Divorce reason from the discovery process. Discovery is intuition. Discovery is trial and error. Discovery is the, “ah ha” moment. Justification of the discovery requires an explanation and that’s where reason comes in – but not before. 

The creative process that leads to breakthroughs – penicillin, post it notes, and airbnb – is a function of intuition, experiment, and luck.

Archimedes and the gold crown illustrates this point. The king gives a goldsmith a block of gold to make a crown. The goldsmith delivers the crown but the king’s skeptical if all the gold got used for his crown or if the goldsmith pinched off gold for himself. The king enlists Archimedes to solve the problem and if Archimedes doesn’t figure it out, it’s off with his head. 

Finding a solution consumes Archimedes. Mundane experiences like shopping for groceries are inseparable from solving the problem. Days go by and the king grows impatient. Pressured and stressed out, Archimedes tries to relax so he slips into the bath, the water moves up the side of the bath and eureka, there it is. The water level before he entered the bath and after is related to the object placed in it. 

Now imagine a scientific journal asking Archimedes to publish his findings. Do you think he’d write, “I was panicked. Everything I looked at needed to be a solution. Stressed the hell out, I got into the bath. I thought about slipping under the water for good, leaving it all behind, when I noticed the water on my tub rising and I thought the difference in water height is related to the object placed in it!” 

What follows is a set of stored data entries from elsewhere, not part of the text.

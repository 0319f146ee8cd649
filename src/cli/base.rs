//! Base functionality for the catalog CLI
//!
//! This module provides core utilities and traits used across the CLI including:
//! - Response handling and printing
//! - Runtime and logging setup
//! - Common traits for command processing

use std::future::Future;

use atty::Stream;
use colored::Colorize;
use colored_json::prelude::*;
use serde::Serialize;
use tokio::runtime::Runtime;
use tracing_subscriber::EnvFilter;

use crate::client::BaseClient;
use crate::error::CatalogError;

/// Evaluates a catalog response, prints the result or error and exits
///
/// Successful results are printed as pretty JSON. Fetch errors exit with
/// `UNAVAILABLE`, application errors with `DATAERR`.
///
/// # Type Parameters
/// * `T` - The type of data contained in a successful response
pub fn evaluate_and_print_response<T: Serialize>(response: Result<T, CatalogError>) {
    match response {
        Ok(data) => match serde_json::to_string_pretty(&data) {
            Ok(json) => {
                redirect_stream(&json);
                std::process::exit(exitcode::OK);
            }
            Err(err) => {
                print_error(err.to_string());
                std::process::exit(exitcode::SOFTWARE);
            }
        },
        Err(err) => {
            print_error(err.to_string());
            std::process::exit(exit_code(&err));
        }
    }
}

/// Maps an error to the process exit code
pub(crate) fn exit_code(err: &CatalogError) -> exitcode::ExitCode {
    match err {
        CatalogError::Fetch { .. } => exitcode::UNAVAILABLE,
        CatalogError::App { .. } => exitcode::DATAERR,
    }
}

/// Redirects output to appropriate stream based on context
///
/// If users are redirecting the output to a file, we don't want to print
/// the success message but only the JSON response to ensure that the output
/// is clean and can be used in other scripts
fn redirect_stream(json_str: &str) {
    if atty::is(Stream::Stdout) {
        println!("{}", success_message());
        match json_str.to_colored_json_auto() {
            Ok(colored) => println!("{}\n", colored),
            Err(_) => println!("{}\n", json_str),
        }
    } else {
        println!("{}", json_str);
    }
}

fn success_message() -> String {
    format!(
        "{} {} - Received the following response: \n",
        "└── ".bold(),
        "Success!".green().bold()
    )
}

pub fn print_error(error: String) {
    eprintln!("\n{} {}\n", "Error:".red().bold(), error);
}

/// Runs a future to completion on a fresh tokio runtime
///
/// Exits the process if the runtime cannot be created.
pub fn block_on<F: Future>(future: F) -> F::Output {
    match Runtime::new() {
        Ok(runtime) => runtime.block_on(future),
        Err(err) => {
            print_error(format!("Failed to start async runtime: {err}"));
            std::process::exit(exitcode::OSERR);
        }
    }
}

/// Installs the stderr log subscriber
///
/// `RUST_LOG` takes precedence. Otherwise only warnings are shown, or debug
/// output of this crate when `verbose` is set.
pub fn init_logging(verbose: bool) {
    let default_directive = if verbose { "nada=debug" } else { "warn" };
    let filter = EnvFilter::try_from_default_env()
        .unwrap_or_else(|_| EnvFilter::new(default_directive));

    tracing_subscriber::fmt()
        .with_env_filter(filter)
        .with_writer(std::io::stderr)
        .init();
}

/// Trait for processing CLI subcommands
///
/// Implementors define how to handle their specific subcommand variant
/// using the provided API client.
pub trait Matcher {
    /// Process this subcommand using the given client
    ///
    /// # Arguments
    /// * `client` - The BaseClient for making API requests
    fn process(self, client: &BaseClient);
}
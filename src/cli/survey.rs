//! Survey-level commands
//!
//! - Retrieving the metadata document of a survey
//! - Listing the variables of a survey

use structopt::StructOpt;

use crate::catalog_api::survey;
use crate::client::BaseClient;

use super::base::{block_on, evaluate_and_print_response, Matcher};

/// Subcommands for surveys in the catalog
#[derive(StructOpt, Debug)]
#[structopt(about = "Retrieve survey metadata and variables")]
pub enum SurveySubCommand {
    /// Retrieve a survey's metadata
    #[structopt(about = "Retrieve the metadata of a survey")]
    Meta {
        #[structopt(help = "Identifier (idno) of the survey")]
        idno: String,
    },

    /// List the variables of a survey
    #[structopt(about = "List the variables of a survey")]
    Variables {
        #[structopt(help = "Identifier (idno) of the survey")]
        idno: String,

        #[structopt(long, help = "Only print the variable identifiers (vid)")]
        ids: bool,
    },
}

impl Matcher for SurveySubCommand {
    fn process(self, client: &BaseClient) {
        match self {
            SurveySubCommand::Meta { idno } => {
                let response = block_on(survey::metadata::get_survey_meta(client, &idno));
                evaluate_and_print_response(response);
            }
            SurveySubCommand::Variables { idno, ids } => {
                let response = block_on(survey::variables::get_survey_variables(client, &idno));

                if ids {
                    evaluate_and_print_response(response.map(|variables| variables.vids));
                } else {
                    evaluate_and_print_response(response);
                }
            }
        }
    }
}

I doubt it. It would probably read more like this: “It seemed logical that I needed to test for the density of the crown. I’ve studied water patterns my whole life and it was natural to start with the most abundant material on earth. After a bath which primed my brain, I poured some water over rocks in a beaker, ran a few other obvious experiments, and concluded the change in water height (which I’ll call displacement) would be the most logical solution.” 

Archimedes is being rational in the explanation and justification process. But the discovery process was anything but that. 

Discover and create with experiment, trial and error. Use inturition for both the question to ask and the answer to seek. Though nobody ever got fired for coming up with an idea they arrived at through reason, use reason for the justification process, for getting people bought into your idea. 

Why does this even matter? Because coming up with good ideas and innovation matters. If you’re responsible with coming up with good ideas (you work in marketing or advertising)  you should be concerned with the process that goes into coming up with them.